Court Opinion

ID: 9420243
Source: CourtListenerOpinion
Date Created: 2023-08-02 22:53:29.712621+00
Date Added: 2024-06-11T17:22:23.294180
License: Public Domain

Mr. Justice Burton,
with whom The Chief Justice and Mr. Justice Reed join,
dissenting.
In our opinion the judgment should have been affirmed. This is a case of a lawful arrest followed by a seizure of the instruments of the crime which then were in plain sight. There was no search. There is, therefore, no issue as to the need for a search warrant. In regard to the arrest, the only issue is as to the need for a warrant of arrest to make it lawful. For the reasons stated below, we believe the arrest for the crime committed in the presence of the officers was clearly lawful without the issuance of a formal warrant for it. At the time of the raid, there were sufficient grounds to justify the police in suspecting that the unlawful lottery, which later proved to be in operation, was in progress within the building which had *462been under surveillance. A “numbers game,” such as was there conducted, is a form of lottery generally regarded as detrimental to the communities where it flourishes. It is highly profitable to its principals at the expense of its players. Yet it is so simple in operation that its headquarters are readily movable. Accordingly, it requires substantial police effort to stop such unlawful operations at their source. It is difficult to locate the principals and it is still more difficult to secure proof sufficient to convict them unless they are arrested in the midst of one of the comparatively brief periodical sessions when the essential computations for the operation of the lottery are being made. Such sessions are held when the operators determine the day’s winners and arrange for the distribution among those winners of their respective shares of the cash which has been collected through a network of writers, collectors and runners.
Under the circumstances, a prompt entry by the police was justified when they reasonably suspected that the crime of operating a numbers lottery was being committed at that moment. The petitioners, as tenants or occupants of a room, had no right to object to the presence of officers in the hall of the rooming house. The actual observance by the police of the commission of the suspected crime thereupon justified their immediate arrest of those engaged in it without securing a warrant for such arrest.
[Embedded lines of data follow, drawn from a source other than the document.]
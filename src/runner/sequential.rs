//! Sequential runner.
//!
//! Executes steps strictly in order, threading the baton so step `i+1`
//! observes every write of step `i`. Under the strict security profile the
//! run aborts at the first step that exhausts its retry; otherwise
//! failures are recorded and the chain continues.

use super::{RunContext, RunReport, RunStatus, run_step};
use crate::baton::Baton;
use crate::errors::OrchestratorError;
use crate::hitl::{CheckpointSummary, HitlDecision};
use crate::registry::Role;
use std::time::Instant;

pub async fn run(
    ctx: &RunContext,
    agents: &[Role],
    initial: Baton,
) -> Result<RunReport, OrchestratorError> {
    let started = Instant::now();

    let decision = ctx
        .hitl
        .checkpoint(CheckpointSummary {
            phase: "run".to_string(),
            mode: "sequential".to_string(),
            agents: agents.iter().map(Role::to_string).collect(),
            baton_keys: initial.keys().cloned().collect(),
        })
        .await?;
    if decision == HitlDecision::Abort {
        return Ok(RunReport {
            run_id: ctx.run_id.clone(),
            status: RunStatus::HitlAborted,
            steps: Vec::new(),
            baton: initial,
            wall: started.elapsed(),
        });
    }

    let mut baton = initial;
    let mut steps = Vec::new();
    let mut status = RunStatus::Success;

    for role in agents {
        tracing::info!(role = %role, "starting step");
        let outcome = run_step(ctx, role, &baton, false).await?;
        baton.apply(outcome.writes.clone());
        let failed = !outcome.ok;
        steps.push(outcome);

        if failed {
            if ctx.security.is_strict() {
                status = RunStatus::Aborted;
                tracing::error!(role = %role, "aborting run (strict security)");
                break;
            }
            status = RunStatus::StepFailures;
        }
    }

    Ok(RunReport {
        run_id: ctx.run_id.clone(),
        status,
        steps,
        baton,
        wall: started.elapsed(),
    })
}
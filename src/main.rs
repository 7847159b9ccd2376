use anyhow::{Context, Result};
use clap::{Parser, Subcommand};
use ctk::cmd::{self, OrchestrateArgs};
use ctk::policy::RunMode;
use std::path::PathBuf;

#[derive(Parser)]
#[command(name = "ctk")]
#[command(version, about = "Policy-enforcing pipeline orchestrator")]
pub struct Cli {
    #[arg(short, long, global = true)]
    pub verbose: bool,

    #[arg(long, global = true)]
    pub project_dir: Option<PathBuf>,

    /// Path to the run config. Defaults to ctk.toml, then .ctk/config.toml
    #[arg(long, global = true)]
    pub config: Option<PathBuf>,

    #[command(subcommand)]
    pub command: Commands,
}

#[derive(Subcommand)]
pub enum Commands {
    /// Run the configured pipeline
    Orchestrate {
        /// Project (tenant) name; overrides detection
        #[arg(long)]
        project: Option<String>,

        /// Execution topology
        #[arg(long, value_parser = ["sequential", "hybrid"])]
        mode: Option<String>,

        /// Resolve and print the plan without executing anything
        #[arg(long)]
        dry_run: bool,
    },
    /// Validate the run config
    Validate,
    /// Print the role resolution table for the configured plan
    Registry,
}

#[tokio::main]
async fn main() -> Result<()> {
    dotenvy::dotenv().ok();
    let cli = Cli::parse();
    init_tracing(cli.verbose);

    let project_dir = match cli.project_dir.clone() {
        Some(dir) => dir,
        None => std::env::current_dir().context("Failed to get current directory")?,
    };

    let exit_code = match &cli.command {
        Commands::Orchestrate {
            project,
            mode,
            dry_run,
        } => {
            // The flag is pre-validated by clap; only listed values reach here.
            let mode = mode.as_deref().and_then(|m| m.parse::<RunMode>().ok());
            cmd::orchestrate(OrchestrateArgs {
                project_dir,
                config: cli.config.clone(),
                project: project.clone(),
                mode,
                dry_run: *dry_run,
            })
            .await?
        }
        Commands::Validate => cmd::validate(&project_dir, cli.config.as_deref())?,
        Commands::Registry => cmd::registry(&project_dir, cli.config.as_deref())?,
    };

    if exit_code != 0 {
        std::process::exit(exit_code);
    }
    Ok(())
}

fn init_tracing(verbose: bool) {
    use tracing_subscriber::EnvFilter;
    let filter = if verbose {
        EnvFilter::new("ctk=debug")
    } else {
        EnvFilter::try_from_default_env().unwrap_or_else(|_| EnvFilter::new("ctk=warn"))
    };
    tracing_subscriber::fmt()
        .with_env_filter(filter)
        .with_target(false)
        .init();
}
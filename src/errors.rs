//! Typed error hierarchy for the ctk orchestrator.
//!
//! Three top-level enums cover the three subsystems:
//! - `ConfigError` — declarative run-config validation failures
//! - `RegistryError` — role resolution failures
//! - `OrchestratorError` — run-time failures from the runners

use thiserror::Error;

/// Errors from validating the declarative run config.
///
/// Every variant names the offending key so the operator can fix the
/// document without reading orchestrator source.
#[derive(Debug, Error, PartialEq)]
pub enum ConfigError {
    #[error("Config must be a map/table at the top level")]
    NotAMap,

    #[error("Unrecognized config key '{key}'")]
    UnknownKey { key: String },

    #[error("Invalid value '{value}' for '{key}' (expected one of: {expected})")]
    InvalidValue {
        key: String,
        value: String,
        expected: String,
    },

    #[error("Project '{project}' is immutable: '{key}' must be '{required}'")]
    ImmutableTenantViolation {
        project: String,
        key: String,
        required: String,
    },

    #[error("Project '{project}' is immutable: 'phases' is not permitted")]
    ImmutableTenantPhases { project: String },

    #[error("'phases' requires mode = \"hybrid\"")]
    PhasesRequireHybrid,

    #[error("'{key}' must be an ordered list of role strings")]
    InvalidAgentList { key: String },

    #[error("Role '{role}' appears more than once in '{key}'")]
    DuplicateRole { role: String, key: String },

    #[error("'retries' must be 0 or 1, got {value}")]
    InvalidRetries { value: i64 },

    #[error("Phase entry {index} is invalid: {message}")]
    InvalidPhase { index: usize, message: String },

    #[error("Tool entry for role '{role}' is invalid: {message}")]
    InvalidToolEntry { role: String, message: String },
}

/// Errors from resolving a role to a tool implementation.
#[derive(Debug, Error, PartialEq)]
pub enum RegistryError {
    #[error("No tool registered for role '{role}'")]
    UnregisteredRole { role: String },

    #[error(
        "No implementation available for role '{role}' (tenant and global slots empty or missing on disk)"
    )]
    NoImplementation { role: String },

    #[error("Registry entry for role '{role}' holds a non-absolute path: {path}")]
    NonAbsolutePath { role: String, path: String },
}

/// Raised by the artifact security filter. Carries only match counters,
/// never the matched text.
#[derive(Debug, Error, PartialEq)]
pub enum SecurityError {
    #[error("Artifacts failed security scan: {summary}")]
    PatternMatch { summary: String },

    #[error("Artifacts exceed size ceiling: {bytes} bytes > {ceiling} bytes")]
    Oversize { bytes: usize, ceiling: usize },

    #[error("Artifacts could not be serialized for scanning")]
    Unserializable,
}

/// Errors from the run orchestrator (sequential and hybrid runners).
#[derive(Debug, Error)]
pub enum OrchestratorError {
    #[error("Hybrid/parallel execution is forbidden for immutable project '{project}'")]
    ForbiddenTopology { project: String },

    #[error("Run aborted at operator checkpoint")]
    HitlAbort,

    #[error("Step '{role}' failed: {reason}")]
    StepFailed { role: String, reason: String },

    #[error(transparent)]
    Config(#[from] ConfigError),

    #[error(transparent)]
    Registry(#[from] RegistryError),

    #[error(transparent)]
    Security(#[from] SecurityError),

    #[error(transparent)]
    Other(#[from] anyhow::Error),
}

#[cfg(test)]
mod tests {
    use super::*;

    #[test]
    fn config_error_unknown_key_names_the_key() {
        let err = ConfigError::UnknownKey {
            key: "agnets".to_string(),
        };
        assert!(err.to_string().contains("agnets"));
    }

    #[test]
    fn config_error_immutable_violation_carries_context() {
        let err = ConfigError::ImmutableTenantViolation {
            project: "THR".to_string(),
            key: "mode".to_string(),
            required: "sequential".to_string(),
        };
        let msg = err.to_string();
        assert!(msg.contains("THR"));
        assert!(msg.contains("mode"));
        assert!(msg.contains("sequential"));
    }

    #[test]
    fn registry_error_variants_are_distinct() {
        let unregistered = RegistryError::UnregisteredRole {
            role: "qa".to_string(),
        };
        let missing = RegistryError::NoImplementation {
            role: "qa".to_string(),
        };
        assert!(matches!(unregistered, RegistryError::UnregisteredRole { .. }));
        assert!(matches!(missing, RegistryError::NoImplementation { .. }));
        assert_ne!(unregistered, missing);
    }

    #[test]
    fn security_error_messages_carry_counters_only() {
        let err = SecurityError::PatternMatch {
            summary: "email=2 api-key=1".to_string(),
        };
        let msg = err.to_string();
        assert!(msg.contains("email=2"));
        // The summary format never includes matched text, only family counters.
        assert!(!msg.contains('@'));
    }

    #[test]
    fn orchestrator_error_converts_from_registry_error() {
        let inner = RegistryError::UnregisteredRole {
            role: "sql".to_string(),
        };
        let err: OrchestratorError = inner.into();
        match err {
            OrchestratorError::Registry(RegistryError::UnregisteredRole { role }) => {
                assert_eq!(role, "sql");
            }
            _ => panic!("Expected Registry(UnregisteredRole)"),
        }
    }

    #[test]
    fn all_error_types_implement_std_error_trait() {
        fn assert_std_error<E: std::error::Error>(_: &E) {}
        assert_std_error(&ConfigError::NotAMap);
        assert_std_error(&RegistryError::UnregisteredRole {
            role: "x".to_string(),
        });
        assert_std_error(&SecurityError::Unserializable);
        assert_std_error(&OrchestratorError::HitlAbort);
    }
}
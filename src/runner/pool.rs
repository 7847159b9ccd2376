//! Bounded worker pool for parallel phases.
//!
//! A counting semaphore with FIFO admission: released permits go to the
//! longest-waiting task. This is the only synchronization primitive the
//! runners need.

use anyhow::{Context, Result};
use std::sync::Arc;
use tokio::sync::{OwnedSemaphorePermit, Semaphore};

#[derive(Clone)]
pub struct WorkerPool {
    semaphore: Arc<Semaphore>,
}

impl WorkerPool {
    /// A pool admitting at most `max` concurrent workers (minimum 1).
    pub fn new(max: usize) -> Self {
        Self {
            semaphore: Arc::new(Semaphore::new(max.max(1))),
        }
    }

    /// Wait for a slot. The permit releases the slot on drop.
    pub async fn acquire(&self) -> Result<OwnedSemaphorePermit> {
        self.semaphore
            .clone()
            .acquire_owned()
            .await
            .context("Worker pool closed")
    }

    pub fn capacity(&self) -> usize {
        self.semaphore.available_permits()
    }
}
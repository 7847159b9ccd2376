//! Typed per-role artifact shapes.
//!
//! Each role's adapter normalizes tool output into one of these variants;
//! gates pattern-match on them exhaustively. `to_value` produces the JSON
//! written into the baton and scanned by the security filter. JSON field
//! names follow the wire contract of the tools (`saved`, `success`, `ok`,
//! `issues`, `testsPassed`, `audit`, `redacted`).

use serde_json::{Map, Value, json};

/// Bytes of stdout preserved in a redacted preview.
pub const PREVIEW_BYTES: usize = 512;

#[derive(Debug, Clone, PartialEq)]
pub enum Artifacts {
    /// `memory` — did the tool persist its payload. `strict_mode` mirrors
    /// the run's strict tag so the tenant-strict gate stays a pure
    /// predicate over artifacts.
    Memory { saved: bool, strict_mode: bool },
    /// `sql` — the tool's own JSON object, `success` forced from the exit
    /// code on the process path.
    Sql { payload: Map<String, Value> },
    /// `validation` — verdict plus a list of issue strings.
    Validation { ok: bool, issues: Vec<String> },
    /// `qa` — overall verdict, with optional per-test counts when the tool
    /// reports them.
    Qa {
        tests_passed: bool,
        passed: Option<u64>,
        failed: Option<u64>,
    },
    /// `security` — audit happened, with an optional reported issue count.
    Security {
        audit: bool,
        ok: bool,
        issues: Option<u64>,
    },
    /// `env` — the tool's own JSON object (same wire shape as `sql`).
    Env { payload: Map<String, Value> },
    /// Substituted whenever a JSON-expecting adapter could not parse
    /// stdout. Never carries the full captured output.
    Redacted {
        exit_code: i32,
        stdout_preview: String,
        stdout_bytes: usize,
        success: bool,
    },
    /// Unknown-role output, passed through untouched.
    Opaque(Value),
}

impl Artifacts {
    /// Build a redacted preview from raw stdout. The preview is truncated
    /// at a UTF-8 boundary at or below [`PREVIEW_BYTES`].
    pub fn redacted(exit_code: i32, stdout: &str) -> Self {
        let mut end = stdout.len().min(PREVIEW_BYTES);
        while end > 0 && !stdout.is_char_boundary(end) {
            end -= 1;
        }
        Artifacts::Redacted {
            exit_code,
            stdout_preview: stdout[..end].to_string(),
            stdout_bytes: stdout.len(),
            success: exit_code == 0,
        }
    }

    /// The JSON value written into the baton and fed to the security filter.
    pub fn to_value(&self) -> Value {
        match self {
            Artifacts::Memory { saved, strict_mode } => {
                let mut obj = json!({ "saved": saved });
                if *strict_mode {
                    obj["strict_mode"] = json!(true);
                }
                obj
            }
            Artifacts::Sql { payload } | Artifacts::Env { payload } => {
                Value::Object(payload.clone())
            }
            Artifacts::Validation { ok, issues } => json!({ "ok": ok, "issues": issues }),
            Artifacts::Qa {
                tests_passed,
                passed,
                failed,
            } => {
                let mut obj = json!({ "testsPassed": tests_passed });
                if let Some(p) = passed {
                    obj["passed"] = json!(p);
                }
                if let Some(f) = failed {
                    obj["failed"] = json!(f);
                }
                obj
            }
            Artifacts::Security { audit, ok, issues } => {
                let mut obj = json!({ "audit": audit, "ok": ok });
                if let Some(n) = issues {
                    obj["issues"] = json!(n);
                }
                obj
            }
            Artifacts::Redacted {
                exit_code,
                stdout_preview,
                stdout_bytes,
                success,
            } => json!({
                "exitCode": exit_code,
                "stdout_preview": stdout_preview,
                "stdout_bytes": stdout_bytes,
                "redacted": true,
                "success": success,
            }),
            Artifacts::Opaque(value) => value.clone(),
        }
    }
}

/// Normalized result of one step attempt. `artifacts` is the only field
/// the gates inspect; `None` means the tool produced nothing usable and
/// gates fail closed. `exit_code` is carried for exit-status propagation
/// only (the in-process path has none).
#[derive(Debug, Clone, PartialEq, Default)]
pub struct StepResult {
    pub artifacts: Option<Artifacts>,
    pub tokens_in: u64,
    pub tokens_out: u64,
    pub tool_calls: u64,
    pub exit_code: Option<i32>,
}

impl StepResult {
    pub fn with_artifacts(artifacts: Artifacts) -> Self {
        Self {
            artifacts: Some(artifacts),
            ..Default::default()
        }
    }

    pub fn artifacts_value(&self) -> Value {
        self.artifacts
            .as_ref()
            .map(Artifacts::to_value)
            .unwrap_or(Value::Null)
    }
}
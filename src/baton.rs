//! The baton: typed inter-step artifact flow.
//!
//! An append-only ordered map from role-derived keys to opaque JSON values.
//! The orchestrator writes `<role>` on step success, and `<role>_gate` /
//! `<role>_artifacts` whenever a gate is applied. Keys are never removed
//! within a run, and the baton is never persisted across runs.
//!
//! Concurrency contract: workers in a parallel phase each receive a by-value
//! snapshot taken at phase entry; the runner reconciles their writes after
//! the phase settles. The baton itself needs no synchronization.

use serde::{Deserialize, Serialize};
use serde_json::Value;

#[derive(Debug, Clone, Default, PartialEq, Serialize, Deserialize)]
#[serde(transparent)]
pub struct Baton {
    // preserve_order keeps iteration in append order
    entries: serde_json::Map<String, Value>,
}

impl Baton {
    pub fn new() -> Self {
        Self::default()
    }

    /// Write a key. Re-writing an existing key (a retried gate verdict)
    /// replaces the value in place; keys are never removed.
    pub fn insert(&mut self, key: impl Into<String>, value: Value) {
        self.entries.insert(key.into(), value);
    }

    pub fn get(&self, key: &str) -> Option<&Value> {
        self.entries.get(key)
    }

    pub fn contains(&self, key: &str) -> bool {
        self.entries.contains_key(key)
    }

    pub fn keys(&self) -> impl Iterator<Item = &String> {
        self.entries.keys()
    }

    pub fn len(&self) -> usize {
        self.entries.len()
    }

    pub fn is_empty(&self) -> bool {
        self.entries.is_empty()
    }

    /// By-value snapshot handed to each worker at a parallel phase boundary.
    pub fn snapshot(&self) -> Baton {
        self.clone()
    }

    /// Apply a batch of writes (used when reconciling a settled phase).
    pub fn apply(&mut self, writes: Vec<(String, Value)>) {
        for (key, value) in writes {
            self.insert(key, value);
        }
    }
}
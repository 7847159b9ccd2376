//! Metrics recorder.
//!
//! One record per step attempt, appended to a per-run journal
//! (`runs/<run_id>.jsonl`) and to a rolling CSV index (`index.csv`) with
//! the same columns. Appends are single writes on append-mode handles,
//! serialized by an in-process mutex so concurrent workers from a
//! parallel phase never interleave partial lines.

use anyhow::{Context, Result};
use chrono::{DateTime, Utc};
use serde::{Deserialize, Serialize};
use std::fs::{self, OpenOptions};
use std::io::Write;
use std::path::{Path, PathBuf};
use std::sync::Mutex;
use std::time::Duration;

/// Gate verdict recorded with each attempt.
#[derive(Debug, Clone, Copy, PartialEq, Eq, Serialize, Deserialize)]
#[serde(rename_all = "lowercase")]
pub enum GateOutcome {
    Passed,
    Failed,
    None,
}

impl GateOutcome {
    fn as_str(self) -> &'static str {
        match self {
            GateOutcome::Passed => "passed",
            GateOutcome::Failed => "failed",
            GateOutcome::None => "none",
        }
    }
}

/// One step attempt.
#[derive(Debug, Clone, PartialEq, Serialize, Deserialize)]
pub struct MetricRecord {
    pub run_id: String,
    pub timestamp: DateTime<Utc>,
    pub project: String,
    pub role: String,
    pub elapsed_ms: u64,
    pub tokens_in: u64,
    pub tokens_out: u64,
    pub tool_calls: u64,
    pub ok: bool,
    pub retries: u32,
    pub gate: GateOutcome,
}

const INDEX_HEADER: &str =
    "run_id,timestamp,project,role,elapsed_ms,tokens_in,tokens_out,tool_calls,ok,retries,gate";

/// Appender for one run.
pub struct MetricsRecorder {
    run_id: String,
    journal_file: PathBuf,
    index_file: PathBuf,
    lock: Mutex<()>,
}

impl MetricsRecorder {
    /// Open (and lay out) the metrics directory for a run.
    pub fn new(metrics_dir: &Path, run_id: &str) -> Result<Self> {
        let runs_dir = metrics_dir.join("runs");
        fs::create_dir_all(&runs_dir).context("Failed to create metrics runs directory")?;

        let index_file = metrics_dir.join("index.csv");
        if !index_file.exists() {
            fs::write(&index_file, format!("{INDEX_HEADER}\n"))
                .context("Failed to write metrics index header")?;
        }

        Ok(Self {
            run_id: run_id.to_string(),
            journal_file: runs_dir.join(format!("{run_id}.jsonl")),
            index_file,
            lock: Mutex::new(()),
        })
    }

    pub fn run_id(&self) -> &str {
        &self.run_id
    }

    pub fn journal_path(&self) -> &Path {
        &self.journal_file
    }

    /// Append one record to the journal and the rolling index.
    pub fn record(&self, record: &MetricRecord) -> Result<()> {
        let json_line = serde_json::to_string(record).context("Failed to serialize record")?;
        let csv_line = csv_line(record);

        let guard = self.lock.lock();
        let _guard = match guard {
            Ok(guard) => guard,
            Err(poisoned) => poisoned.into_inner(),
        };

        append_line(&self.journal_file, &json_line).context("Failed to append journal record")?;
        append_line(&self.index_file, &csv_line).context("Failed to append index record")?;
        Ok(())
    }

    /// Read this run's journal back.
    pub fn load_journal(&self) -> Result<Vec<MetricRecord>> {
        load_journal_file(&self.journal_file)
    }
}

/// Read any run's journal from a metrics directory.
pub fn load_journal(metrics_dir: &Path, run_id: &str) -> Result<Vec<MetricRecord>> {
    load_journal_file(&metrics_dir.join("runs").join(format!("{run_id}.jsonl")))
}

fn load_journal_file(path: &Path) -> Result<Vec<MetricRecord>> {
    let content = fs::read_to_string(path)
        .with_context(|| format!("Failed to read journal {}", path.display()))?;
    content
        .lines()
        .filter(|line| !line.trim().is_empty())
        .map(|line| serde_json::from_str(line).context("Failed to parse journal record"))
        .collect()
}

fn append_line(path: &Path, line: &str) -> Result<()> {
    let mut file = OpenOptions::new().append(true).create(true).open(path)?;
    file.write_all(format!("{line}\n").as_bytes())?;
    Ok(())
}

fn csv_line(record: &MetricRecord) -> String {
    format!(
        "{},{},{},{},{},{},{},{},{},{},{}",
        record.run_id,
        record.timestamp.to_rfc3339(),
        record.project,
        record.role,
        record.elapsed_ms,
        record.tokens_in,
        record.tokens_out,
        record.tool_calls,
        record.ok,
        record.retries,
        record.gate.as_str(),
    )
}

/// Cumulative totals for the end-of-run summary line.
#[derive(Debug, Clone, Default, PartialEq)]
pub struct RunTotals {
    pub agents: usize,
    pub tool_calls: u64,
    pub tokens_in: u64,
    pub tokens_out: u64,
}

pub fn summarize(records: &[MetricRecord]) -> RunTotals {
    let mut totals = RunTotals::default();
    let mut executed: Vec<&str> = Vec::new();
    for record in records {
        totals.tool_calls += record.tool_calls;
        totals.tokens_in += record.tokens_in;
        totals.tokens_out += record.tokens_out;
        if !executed.contains(&record.role.as_str()) {
            executed.push(&record.role);
        }
    }
    totals.agents = executed.len();
    totals
}

/// The one-line human summary emitted after a run finishes.
pub fn format_summary(totals: &RunTotals, wall: Duration) -> String {
    format!(
        "{} agent(s) executed, {} tool call(s), {} tokens in / {} tokens out, {:.1}s",
        totals.agents,
        totals.tool_calls,
        totals.tokens_in,
        totals.tokens_out,
        wall.as_secs_f64(),
    )
}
This case is primarily an instance where the police succeeded in surprising the petitioners in the midst of the unlawful operations which the police suspected were being carried on periodically by McDonald as a principal operator and by others at the place in question. It is generally not a violation of any constitutional privilege of the accused for a police officer to arrest such accused without a warrant of arrest if the arrest is made at the *463very moment when the accused is engaged in a violation of law in the presence of the officer. It is generally not a violation of any constitutional privilege of such accused for the arresting officer thereupon to seize at least the articles then in plain sight and which have been seen by the officer to have been used in the commission of the crime for which the accused is being arrested. We see no adequate reason for a distinction in favor of the accused here. In this case there was no search for the seized property because its presence was obvious. Also, there was no seizure of anything other than the articles which the arresting officer saw in use in some material connection with the crime which the accused committed in the officer’s presence. It, therefore, was not a violation of the constitutional rights of the accused to permit such seized articles to be presented in evidence in securing their convictions of the crimes which they were charged with committing in the presence of the arresting officer.